AS for pricing, DirecTv isnt any different that Comcast after your initial goodie deal is over. They nickel and dime the heck out of you for everything. I was with DirecTv since their inception, through all their upgrades, even had a Genie and two HR24's...I replaced them a year ago with an XL4, a premier, and a TIVOHD and signed onto Xflnity.

For DirecTvs basic package, you are probably going to do alright, but if you wanted HD service (extra fee), and whole home (extra fee), and a receiver in each bedroom (extra fee times 2), you might find the price at Comcast (with their discount for internet service, and discounts for owning your own equipment) might be cheaper if you carry the Digital Preferred (Directv charges an extra fee for several of the channels carried in the Digital preferred package).


----------



## Davelnlr_ (Jan 13, 2011)

celtic pride said:


> I also want to come back to directv and i owned 3 tivos hr 10-250s with'' lifetime'' service but i want to get my lifetime service back but doubt they'll do it as 'ive been gone nearly 4 years.

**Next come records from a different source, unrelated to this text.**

use crate::calc::plan_index::PlanIndex;
use crate::calc::view_window::{ViewMode, compute_window, date_key, is_other_month, window_title};
use crate::data::TimeSlot;
use chrono::NaiveDate;

/// Week and month cells show at most this many sessions before "+N more".
pub const CELL_SLOT_LIMIT: usize = 3;

#[derive(Clone, Debug, PartialEq)]
pub struct GridCell {
    pub date: NaiveDate,
    pub key: String,
    pub is_today: bool,
    /// Padding day outside the viewed month (monthly grids only).
    pub is_other_month: bool,
    /// Sessions to draw, already clipped for week/month cells.
    pub slots: Vec<TimeSlot>,
    pub hidden_count: usize,
    pub total: usize,
}

impl GridCell {
    pub fn has_slots(&self) -> bool {
        self.total > 0
    }

    pub fn more_label(&self) -> Option<String> {
        (self.hidden_count > 0).then(|| format!("+{} more", self.hidden_count))
    }
}

#[derive(Clone, Debug, PartialEq)]
pub struct CalendarGrid {
    pub mode: ViewMode,
    pub title: String,
    pub cells: Vec<GridCell>,
}

impl CalendarGrid {
    /// Cells chunked into calendar weeks.
    pub fn rows(&self) -> impl Iterator<Item = &[GridCell]> {
        self.cells.chunks(7)
    }

    pub fn cell(&self, date: NaiveDate) -> Option<&GridCell> {
        self.cells.iter().find(|c| c.date == date)
    }
}

pub fn build_grid(
    index: &PlanIndex,
    reference: NaiveDate,
    mode: ViewMode,
    today: NaiveDate,
) -> CalendarGrid {
    let cells = compute_window(reference, mode)
        .into_iter()
        .map(|date| {
            let all = index.slots_for(date);
            let shown = match mode {
                ViewMode::Daily => all.len(),
                ViewMode::Weekly | ViewMode::Monthly => all.len().min(CELL_SLOT_LIMIT),
            };
            GridCell {
                date,
                key: date_key(date),
                is_today: date == today,
                is_other_month: mode == ViewMode::Monthly && is_other_month(date, reference),
                slots: all[..shown].to_vec(),
                hidden_count: all.len() - shown,
                total: all.len(),
            }
        })
        .collect();
    CalendarGrid {
        mode,
        title: window_title(reference, mode),
        cells,
    }
}

#[cfg(test)]
mod tests {
    use super::*;
    use crate::calc::plan_index::build_index;
    use crate::data::{Category, DayPlan};

    fn d(y: i32, m: u32, day: u32) -> NaiveDate {
        NaiveDate::from_ymd_opt(y, m, day).unwrap()
    }

    fn slot(name: &str) -> TimeSlot {
        TimeSlot {
            time: "10:00".to_string(),
            item_name: name.to_string(),
            category: Category::Assignment,
            subject_name: "History".to_string(),
            hours: 2.0,
        }
    }

    fn index_with(date: &str, names: &[&str]) -> PlanIndex {
        build_index(&[DayPlan {
            day: "Mon".to_string(),
            date: Some(date.to_string()),
            time_slots: Some(names.iter().map(|n| slot(n)).collect()),
        }])
    }

    #[test]
    fn test_weekly_grid_shows_essay_on_monday() {
        let index = index_with("2024-06-03", &["Essay"]);
        let grid = build_grid(&index, d(2024, 6, 5), ViewMode::Weekly, d(2024, 6, 5));
        assert_eq!(grid.cells.len(), 7);
        let monday = grid.cell(d(2024, 6, 3)).unwrap();
        assert_eq!(monday.slots.len(), 1);
        assert_eq!(monday.slots[0].item_name, "Essay");
        assert_eq!(monday.more_label(), None);
        assert_eq!(grid.title, "Week of Jun 3, 2024");
    }

    #[test]
    fn test_week_cell_clips_to_three() {
        let index = index_with("2024-06-03", &["A", "B", "C", "D", "E"]);
        let grid = build_grid(&index, d(2024, 6, 3), ViewMode::Weekly, d(2024, 1, 1));
        let cell = grid.cell(d(2024, 6, 3)).unwrap();
        let names: Vec<_> = cell.slots.iter().map(|s| s.item_name.as_str()).collect();
        assert_eq!(names, vec!["A", "B", "C"]);
        assert_eq!(cell.hidden_count, 2);
        assert_eq!(cell.total, 5);
        assert_eq!(cell.more_label().as_deref(), Some("+2 more"));
    }

    #[test]
    fn test_daily_cell_is_unclipped() {
        let index = index_with("2024-06-03", &["A", "B", "C", "D", "E"]);
        let grid = build_grid(&index, d(2024, 6, 3), ViewMode::Daily, d(2024, 1, 1));
        assert_eq!(grid.cells.len(), 1);
        assert_eq!(grid.cells[0].slots.len(), 5);
        assert_eq!(grid.cells[0].hidden_count, 0);
    }

    #[test]
    fn test_monthly_grid_marks_other_month_and_today() {
        let index = PlanIndex::default();
        let today = d(2024, 6, 20);
        let grid = build_grid(&index, d(2024, 6, 15), ViewMode::Monthly, today);
        assert_eq!(grid.cells.len(), 35);
        assert_eq!(grid.rows().count(), 5);
        assert!(grid.cells[0].is_other_month);
        assert!(!grid.cell(d(2024, 6, 1)).unwrap().is_other_month);
        let today_cells: Vec<_> = grid.cells.iter().filter(|c| c.is_today).collect();
        assert_eq!(today_cells.len(), 1);
        assert_eq!(today_cells[0].date, today);
        assert!(grid.cells.iter().all(|c| !c.has_slots()));
    }

    #[test]
    fn test_today_independent_of_reference() {
        let index = PlanIndex::default();
        let grid = build_grid(&index, d(2024, 6, 15), ViewMode::Monthly, d(2025, 1, 1));
        assert!(grid.cells.iter().all(|c| !c.is_today));
    }

    #[test]
    fn test_padding_days_still_resolve_slots() {
        let index = index_with("2024-05-28", &["Lab report"]);
        let grid = build_grid(&index, d(2024, 6, 15), ViewMode::Monthly, d(2024, 6, 15));
        let cell = grid.cell(d(2024, 5, 28)).unwrap();
        assert!(cell.is_other_month);
        assert_eq!(cell.total, 1);
        assert_eq!(cell.key, "2024-05-28");
    }
}
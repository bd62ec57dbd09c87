use crate::calc::view_window::{date_key, week_start, weekday_name};
use crate::data::{AppSettings, Category, DayPlan, PlanData, TimeSlot};
use anyhow::Result;
use chrono::{Duration, Local, NaiveDate};
use std::fs;
use std::path::Path;

pub fn run() -> Result<()> {
    let dir = crate::data::persistence::get_data_dir()?;
    fs::create_dir_all(&dir)?;
    run_in_dir(&dir, Local::now().date_naive())?;
    println!("Data files initialized in {}.", dir.display());
    Ok(())
}

/// Writes config.yaml and, unless a plan file is already there, a sample
/// plan for the week containing `today`.
pub(crate) fn run_in_dir(dir: &Path, today: NaiveDate) -> Result<()> {
    let settings = AppSettings::default();
    settings.save_to(dir)?;
    let plan_path = dir.join(&settings.plan_file);
    if plan_path.exists() {
        tracing::info!(path = %plan_path.display(), "plan file exists, sample not written");
        return Ok(());
    }
    sample_plan(today).save_to_path(&plan_path)?;
    Ok(())
}

fn slot(time: &str, item: &str, category: Category, subject: &str, hours: f64) -> TimeSlot {
    TimeSlot {
        time: time.to_string(),
        item_name: item.to_string(),
        category,
        subject_name: subject.to_string(),
        hours,
    }
}

fn day(date: NaiveDate, slots: Vec<TimeSlot>) -> DayPlan {
    DayPlan {
        day: weekday_name(date).to_string(),
        date: Some(date_key(date)),
        time_slots: Some(slots),
    }
}

fn sample_plan(today: NaiveDate) -> PlanData {
    let monday = week_start(today);
    let on = |offset: i64| monday + Duration::days(offset);
    PlanData {
        days: vec![
            day(
                on(0),
                vec![
                    slot("09:00 - 11:00", "Essay draft", Category::Assignment, "History", 2.0),
                    slot("14:00 - 15:30", "Chapter 4 review", Category::Exam, "Biology", 1.5),
                ],
            ),
            day(
                on(2),
                vec![
                    slot("10:00 - 12:00", "Problem set 3", Category::Assignment, "Calculus", 2.0),
                    slot("13:00 - 14:00", "Flashcards", Category::Exam, "Biology", 1.0),
                    slot("15:00 - 16:00", "Lecture notes", Category::Subject, "Physics", 1.0),
                    slot("19:00 - 20:00", "Past paper", Category::Exam, "Calculus", 1.0),
                ],
            ),
            day(
                on(4),
                vec![slot("09:00 - 10:30", "Essay final edit", Category::Assignment, "History", 1.5)],
            ),
        ],
    }
}

#[cfg(test)]
mod tests {
    use super::*;
    use crate::calc::build_index;
    use tempfile::TempDir;

    fn d(y: i32, m: u32, day: u32) -> NaiveDate {
        NaiveDate::from_ymd_opt(y, m, day).unwrap()
    }

    #[test]
    fn test_run_in_dir_writes_config_and_plan() {
        let tmp = TempDir::new().unwrap();
        run_in_dir(tmp.path(), d(2024, 6, 5)).unwrap();
        assert!(tmp.path().join("config.yaml").exists());
        assert!(tmp.path().join("plan.json").exists());
        assert_eq!(AppSettings::load_from(tmp.path()).unwrap(), AppSettings::default());
    }

    #[test]
    fn test_sample_plan_lands_in_current_week() {
        let tmp = TempDir::new().unwrap();
        run_in_dir(tmp.path(), d(2024, 6, 5)).unwrap();
        let plan = PlanData::load_from_path(&tmp.path().join("plan.json")).unwrap();
        let index = build_index(&plan.days);
        assert_eq!(index.slot_count(d(2024, 6, 3)), 2);
        assert_eq!(index.slot_count(d(2024, 6, 5)), 4);
        assert_eq!(index.get("2024-06-07").unwrap().day, "Friday");
    }

    #[test]
    fn test_run_in_dir_keeps_existing_plan() {
        let tmp = TempDir::new().unwrap();
        let path = tmp.path().join("plan.json");
        let existing = r#"[{"day":"Monday","date":"2024-06-03","time_slots":[
            {"time":"09:00","item_name":"My own session","category":"exam","subject_name":"Maths","hours":1}]}]"#;
        fs::write(&path, existing).unwrap();

        run_in_dir(tmp.path(), d(2024, 6, 5)).unwrap();

        assert_eq!(fs::read_to_string(&path).unwrap(), existing);
        assert!(tmp.path().join("config.yaml").exists());
    }

    #[test]
    fn test_sample_plan_has_a_clipped_day() {
        let plan = sample_plan(d(2024, 6, 5));
        assert!(
            plan.days
                .iter()
                .any(|d| d.time_slots.as_ref().is_some_and(|s| s.len() > crate::calc::grid::CELL_SLOT_LIMIT))
        );
    }
}
impl App {
    pub fn new(plan: &PlanData, plan_path: PathBuf, view_mode: ViewMode, today: NaiveDate) -> Self {
        App {
            plan_path,
            index: build_index(&plan.days),
            view_mode,
            reference_date: today,
            today,
            focus: today,
            overlay: None,
            listeners: ListenerRegistry::default(),
            status: None,
            hits: HitMap::default(),
        }
    }

    pub fn view_mode(&self) -> ViewMode {
        self.view_mode
    }

    pub fn reference_date(&self) -> NaiveDate {
        self.reference_date
    }

    pub fn selected_date(&self) -> Option<NaiveDate> {
        self.overlay.as_ref().map(|o| o.date)
    }

    pub fn overlay_open(&self) -> bool {
        self.overlay.is_some()
    }

    pub fn listener_registry(&self) -> ListenerRegistry {
        self.listeners.clone()
    }

    pub fn set_today(&mut self, today: NaiveDate) {
        self.today = today;
    }

    pub fn grid(&self) -> CalendarGrid {
        build_grid(&self.index, self.reference_date(), self.view_mode(), self.today)
    }

    pub fn set_view_mode(&mut self, mode: ViewMode) {
        if self.view_mode != mode {
            tracing::debug!(from = ?self.view_mode, to = ?mode, "view mode changed");
        }
        self.view_mode = mode;
        self.close_overlay();
    }

    pub fn navigate(&mut self, direction: i32) {
        self.reference_date = view_window::navigate(self.reference_date, self.view_mode, direction);
        self.focus = self.reference_date;
    }

    pub fn go_to_today(&mut self) {
        self.reference_date = self.today;
        self.focus = self.today;
    }

    /// Opens the detail overlay for `date` when the month grid shows sessions
    /// on it. Anything else is a no-op.
    pub fn click_date(&mut self, date: NaiveDate) {
        if self.view_mode != ViewMode::Monthly {
            return;
        }
        if self.index.slot_count(date) == 0 {
            return;
        }
        let Some(day) = self.index.get_date(date) else {
            return;
        };
        tracing::debug!(date = %date, slots = day.time_slots.len(), "detail overlay opened");
        self.focus = date;
        self.overlay = Some(DetailOverlay::open(date, day.clone(), &self.listeners));
    }

    pub fn close_overlay(&mut self) {
        if self.overlay.take().is_some() {
            tracing::debug!("detail overlay closed");
        }
    }

    pub fn reload_plan(&mut self) {
        match PlanData::load_from_path(&self.plan_path) {
            Ok(plan) => {
                self.index = build_index(&plan.days);
                self.status = Some((
                    format!("Reloaded {} day record(s)", plan.days.len()),
                    Color::Green,
                ));
            }
            Err(e) => {
                tracing::warn!(error = %e, "plan reload failed");
                self.status = Some((format!("Reload failed: {e}"), Color::Red));
            }
        }
    }

    fn move_focus(&mut self, days: i64) {
        let Some(next) = self.focus.checked_add_signed(Duration::days(days)) else {
            return;
        };
        self.focus = next;
        if view_window::is_other_month(next, self.reference_date) {
            self.reference_date = next;
        }
    }

    /// Returns true if the app should quit.
    pub fn handle_key(&mut self, code: KeyCode, modifiers: KeyModifiers) -> bool {
        if code == KeyCode::Char('c') && modifiers.contains(KeyModifiers::CONTROL) {
            return true;
        }

        if let Some(overlay) = &self.overlay {
            if overlay.listeners().on_key(code) {
                self.close_overlay();
            } else if code == KeyCode::Char('q') {
                return true;
            }
            return false;
        }

        self.status = None;

        match code {
            KeyCode::Char('d') => self.set_view_mode(ViewMode::Daily),
            KeyCode::Char('w') => self.set_view_mode(ViewMode::Weekly),
            KeyCode::Char('m') => self.set_view_mode(ViewMode::Monthly),
            KeyCode::Char('n') | KeyCode::Char(']') | KeyCode::PageDown => self.navigate(1),
            KeyCode::Char('p') | KeyCode::Char('[') | KeyCode::PageUp => self.navigate(-1),
            KeyCode::Char('t') => self.go_to_today(),
            KeyCode::Char('r') => self.reload_plan(),
            KeyCode::Left if self.view_mode == ViewMode::Monthly => self.move_focus(-1),
            KeyCode::Right if self.view_mode == ViewMode::Monthly => self.move_focus(1),
            KeyCode::Up if self.view_mode == ViewMode::Monthly => self.move_focus(-7),
            KeyCode::Down if self.view_mode == ViewMode::Monthly => self.move_focus(7),
            KeyCode::Left => self.navigate(-1),
            KeyCode::Right => self.navigate(1),
            KeyCode::Enter => self.click_date(self.focus),
            KeyCode::Char('q') => return true,
            _ => {}
        }
        false
    }

    pub fn handle_mouse(&mut self, mouse: MouseEvent) {
        if mouse.kind != MouseEventKind::Down(MouseButton::Left) {
            return;
        }
        let pos = Position::new(mouse.column, mouse.row);
        if let Some(overlay) = &self.overlay {
            if overlay.listeners().on_click(pos) {
                self.close_overlay();
            }
            return;
        }
        if let Some(date) = self.hits.cell_at(pos) {
            self.click_date(date);
        }
    }

    pub fn render(&mut self, f: &mut Frame) {
        let chunks = Layout::default()
            .direction(Direction::Vertical)
            .constraints([
                Constraint::Length(3), // mode tabs + title
                Constraint::Min(8),    // grid
                Constraint::Length(2), // status + help
            ])
            .split(f.area());

        let grid = self.grid();
        self.hits.cells.clear();

        self.render_header(f, chunks[0], &grid);
        match self.view_mode {
            ViewMode::Daily => self.render_daily(f, chunks[1], &grid),
            ViewMode::Weekly => self.render_weekly(f, chunks[1], &grid),
            ViewMode::Monthly => self.render_monthly(f, chunks[1], &grid),
        }
        self.render_footer(f, chunks[2], &grid);
        let full = f.area();
        self.render_overlay(f, full);
    }

    fn render_header(&self, f: &mut Frame, area: Rect, grid: &CalendarGrid) {
        let mut spans = Vec::new();
        for (mode, key) in [
            (ViewMode::Daily, 'd'),
            (ViewMode::Weekly, 'w'),
            (ViewMode::Monthly, 'm'),
        ] {
            let style = if mode == self.view_mode {
                Style::default()
                    .fg(Color::Black)
                    .bg(FOCUS_COLOR)
                    .add_modifier(Modifier::BOLD)
            } else {
                Style::default()
            };
            spans.push(Span::styled(format!(" {} ({}) ", mode.label(), key), style));
            spans.push(Span::raw(" "));
        }
        spans.push(Span::styled("  ‹ p   t Today   n ›  ", Style::default().fg(Color::DarkGray)));
        spans.push(Span::styled(
            grid.title.clone(),
            Style::default().add_modifier(Modifier::BOLD),
        ));

        let header = Paragraph::new(Line::from(spans)).block(
            Block::default()
                .borders(Borders::ALL)
                .title(" Study Plan "),
        );
        f.render_widget(header, area);
    }

    fn render_daily(&self, f: &mut Frame, area: Rect, grid: &CalendarGrid) {
        let Some(cell) = grid.cells.first() else {
            return;
        };
        let mut lines = vec![
            Line::from(Span::styled(
                weekday_name(cell.date),
                Style::default().add_modifier(Modifier::BOLD),
            )),
            Line::from(display_date(cell.date)),
            Line::from(""),
        ];
        lines.extend(slot_detail_lines(&cell.slots));

        let block = Block::default()
            .borders(Borders::ALL)
            .border_style(cell_border_style(cell.is_today, false));
        f.render_widget(
            Paragraph::new(lines).block(block).wrap(Wrap { trim: false }),
            area,
        );
    }

    fn render_weekly(&self, f: &mut Frame, area: Rect, grid: &CalendarGrid) {
        let columns = Layout::default()
            .direction(Direction::Horizontal)
            .constraints([Constraint::Ratio(1, 7); 7])
            .split(area);

        for (cell, rect) in grid.cells.iter().zip(columns.iter()) {
            let mut lines: Vec<Line> = Vec::new();
            for slot in &cell.slots {
                lines.push(Line::from(Span::styled(
                    slot.time.clone(),
                    Style::default().fg(Color::DarkGray),
                )));
                lines.push(Line::from(slot.item_name.clone()));
                lines.push(Line::from(category_span(slot.category)));
            }
            if let Some(more) = cell.more_label() {
                lines.push(Line::from(Span::styled(
                    more,
                    Style::default().add_modifier(Modifier::ITALIC),
                )));
            }

            let title = format!(" {} {} ", short_weekday(cell.date), cell.date.day());
            let block = Block::default()
                .borders(Borders::ALL)
                .border_style(cell_border_style(cell.is_today, false))
                .title(Span::styled(title, cell_title_style(cell.is_today, false)));
            f.render_widget(
                Paragraph::new(lines).block(block).wrap(Wrap { trim: true }),
                *rect,
            );
        }
    }

    fn render_monthly(&mut self, f: &mut Frame, area: Rect, grid: &CalendarGrid) {
        let rows: Vec<&[GridCell]> = grid.rows().collect();
        let mut constraints = vec![Constraint::Length(1)];
        constraints.extend(rows.iter().map(|_| Constraint::Ratio(1, rows.len() as u32)));
        let bands = Layout::default()
            .direction(Direction::Vertical)
            .constraints(constraints)
            .split(area);

        let week_columns = |band: Rect| {
            Layout::default()
                .direction(Direction::Horizontal)
                .constraints([Constraint::Ratio(1, 7); 7])
                .split(band)
        };

        for (name, rect) in ["Mon", "Tue", "Wed", "Thu", "Fri", "Sat", "Sun"]
            .iter()
            .zip(week_columns(bands[0]).iter())
        {
            f.render_widget(
                Paragraph::new(format!(" {name}"))
                    .style(Style::default().bg(HEADER_BG).add_modifier(Modifier::BOLD)),
                *rect,
            );
        }

        for (row, band) in rows.iter().zip(bands.iter().skip(1)) {
            for (cell, rect) in row.iter().zip(week_columns(*band).iter()) {
                let is_focused = cell.date == self.focus;
                let mut lines: Vec<Line> = Vec::new();
                if cell.has_slots() {
                    lines.push(Line::from(Span::styled(
                        format!("● {}", cell.total),
                        Style::default().fg(FOCUS_COLOR),
                    )));
                    for slot in &cell.slots {
                        lines.push(Line::from(Span::styled(
                            slot.item_name.clone(),
                            Style::default().fg(category_color(slot.category)),
                        )));
                    }
                    if let Some(more) = cell.more_label() {
                        lines.push(Line::from(more));
                    }
                }

                let block = Block::default()
                    .borders(Borders::ALL)
                    .border_style(cell_border_style(cell.is_today, is_focused))
                    .title(Span::styled(
                        format!("{:>2}", cell.date.day()),
                        cell_title_style(cell.is_today, is_focused),
                    ));
                let paragraph = Paragraph::new(lines)
                    .block(block)
                    .style(month_cell_style(cell.is_other_month));
                f.render_widget(paragraph, *rect);
                self.hits.cells.push((*rect, cell.date));
            }
        }
    }

    fn render_overlay(&mut self, f: &mut Frame, area: Rect) {
        let Some(overlay) = &mut self.overlay else {
            return;
        };
        let panel = centered_rect(60, 70, area);

        let mut header = vec![Span::raw(format!(
            "{}   {}",
            display_date(overlay.date),
            overlay.day.date
        ))];
        if !overlay.day.day.is_empty() && overlay.day.day != weekday_name(overlay.date) {
            header.push(Span::styled(
                format!("   planned as {}", overlay.day.day),
                Style::default().fg(Color::DarkGray),
            ));
        }
        let mut lines = vec![Line::from(header), Line::from("")];
        lines.extend(slot_detail_lines(&overlay.day.time_slots));

        let block = Block::default()
            .borders(Borders::ALL)
            .border_style(Style::default().fg(FOCUS_COLOR))
            .title(Span::styled(
                format!(" {} ", weekday_name(overlay.date)),
                Style::default().add_modifier(Modifier::BOLD),
            ));
        f.render_widget(Clear, panel);
        f.render_widget(
            Paragraph::new(lines).block(block).wrap(Wrap { trim: false }),
            panel,
        );

        let close = Rect {
            x: panel.x + panel.width.saturating_sub(5),
            y: panel.y,
            width: 3.min(panel.width),
            height: 1,
        };
        f.render_widget(
            Paragraph::new("[x]").style(Style::default().fg(Color::Red)),
            close,
        );
        overlay.listeners_mut().set_bounds(panel, close);
    }

    fn render_footer(&self, f: &mut Frame, area: Rect, grid: &CalendarGrid) {
        let mut lines = Vec::new();
        if let Some((msg, color)) = &self.status {
            lines.push(Line::from(Span::styled(
                msg.clone(),
                Style::default().fg(*color).add_modifier(Modifier::BOLD),
            )));
        } else if let Some(date) = self.selected_date() {
            lines.push(Line::from(format!("Details for {}", display_date(date))));
        } else if self.index.is_empty() {
            lines.push(Line::from(Span::styled(
                format!(
                    "No study plan found in {}. Generate a plan first, then press r.",
                    self.plan_path.display()
                ),
                Style::default().fg(Color::Yellow),
            )));
        } else if let (ViewMode::Monthly, Some(cell)) = (self.view_mode, grid.cell(self.focus)) {
            lines.push(Line::from(format!(
                "{} {}: {} session(s)",
                short_weekday(cell.date),
                cell.key,
                cell.total
            )));
        } else {
            lines.push(Line::from(format!(
                "Plan: {} ({} day(s))",
                self.plan_path.display(),
                self.index.len()
            )));
        }
        let help = if self.overlay_open() {
            "Esc/Enter: close   click outside: close   q: quit"
        } else {
            match self.view_mode {
                ViewMode::Monthly => {
                    "d/w/m: view   n/p: month   t: today   arrows: move   Enter/click: details   r: reload   q: quit"
                }
                _ => "d/w/m: view   n/p or ←/→: navigate   t: today   r: reload   q: quit",
            }
        };
        lines.push(Line::from(Span::styled(
            help,
            Style::default().fg(Color::DarkGray),
        )));
        f.render_widget(Paragraph::new(lines), area);
    }
}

According to DirecTvs terms of service, your lifetime should be able to be reinstated as long as you left with no outstanding debt.
Check out their TOS online on their site and search for lifetime dvr service. If they give you any static, email [email protected] who is in the Office of the President, and explain your case.


----------



## LBCABob (Apr 21, 2001)

Will post here if/when I get a call back from DirecTV tomorrow with their answer to my LIFETIME DVR question. In the meantime, it seems their Refer-a-Friend offer of $10/month for 10 months for both parties can be combined with other "new customer" discounts.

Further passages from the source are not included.